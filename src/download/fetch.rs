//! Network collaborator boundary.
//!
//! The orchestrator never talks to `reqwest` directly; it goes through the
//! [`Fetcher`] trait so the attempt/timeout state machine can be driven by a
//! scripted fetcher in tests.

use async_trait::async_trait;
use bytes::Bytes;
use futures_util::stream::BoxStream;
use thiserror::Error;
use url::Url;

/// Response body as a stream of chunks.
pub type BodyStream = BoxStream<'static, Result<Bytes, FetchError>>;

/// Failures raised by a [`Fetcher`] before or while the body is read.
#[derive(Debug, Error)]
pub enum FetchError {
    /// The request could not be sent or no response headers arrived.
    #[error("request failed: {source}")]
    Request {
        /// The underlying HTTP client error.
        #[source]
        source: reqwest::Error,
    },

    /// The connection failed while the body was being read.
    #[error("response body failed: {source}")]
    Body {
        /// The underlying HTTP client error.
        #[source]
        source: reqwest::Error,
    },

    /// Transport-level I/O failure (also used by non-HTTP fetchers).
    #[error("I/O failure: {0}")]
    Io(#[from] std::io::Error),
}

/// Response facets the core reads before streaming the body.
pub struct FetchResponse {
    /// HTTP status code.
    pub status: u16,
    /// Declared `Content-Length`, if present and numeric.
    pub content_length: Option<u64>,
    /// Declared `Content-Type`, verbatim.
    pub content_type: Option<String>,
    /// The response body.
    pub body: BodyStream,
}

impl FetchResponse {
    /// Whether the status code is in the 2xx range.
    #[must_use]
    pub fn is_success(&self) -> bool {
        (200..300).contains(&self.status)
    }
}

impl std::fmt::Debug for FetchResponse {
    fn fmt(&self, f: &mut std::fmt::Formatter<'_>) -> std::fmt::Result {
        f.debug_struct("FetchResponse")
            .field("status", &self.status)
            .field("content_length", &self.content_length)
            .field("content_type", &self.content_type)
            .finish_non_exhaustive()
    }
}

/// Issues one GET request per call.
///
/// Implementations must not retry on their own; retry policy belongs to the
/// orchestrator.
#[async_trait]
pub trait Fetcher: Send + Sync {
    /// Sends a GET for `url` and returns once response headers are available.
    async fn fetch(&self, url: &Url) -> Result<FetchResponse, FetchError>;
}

++++++++++

## What is needed
The lines beginning with the one that holds "headers are available." and ending with the last line of the data above are to be reproduced exactly, and nothing else.

## Final answer
    /// Sends a GET for `url` and returns once response headers are available.
    async fn fetch(&self, url: &Url) -> Result<FetchResponse, FetchError>;
}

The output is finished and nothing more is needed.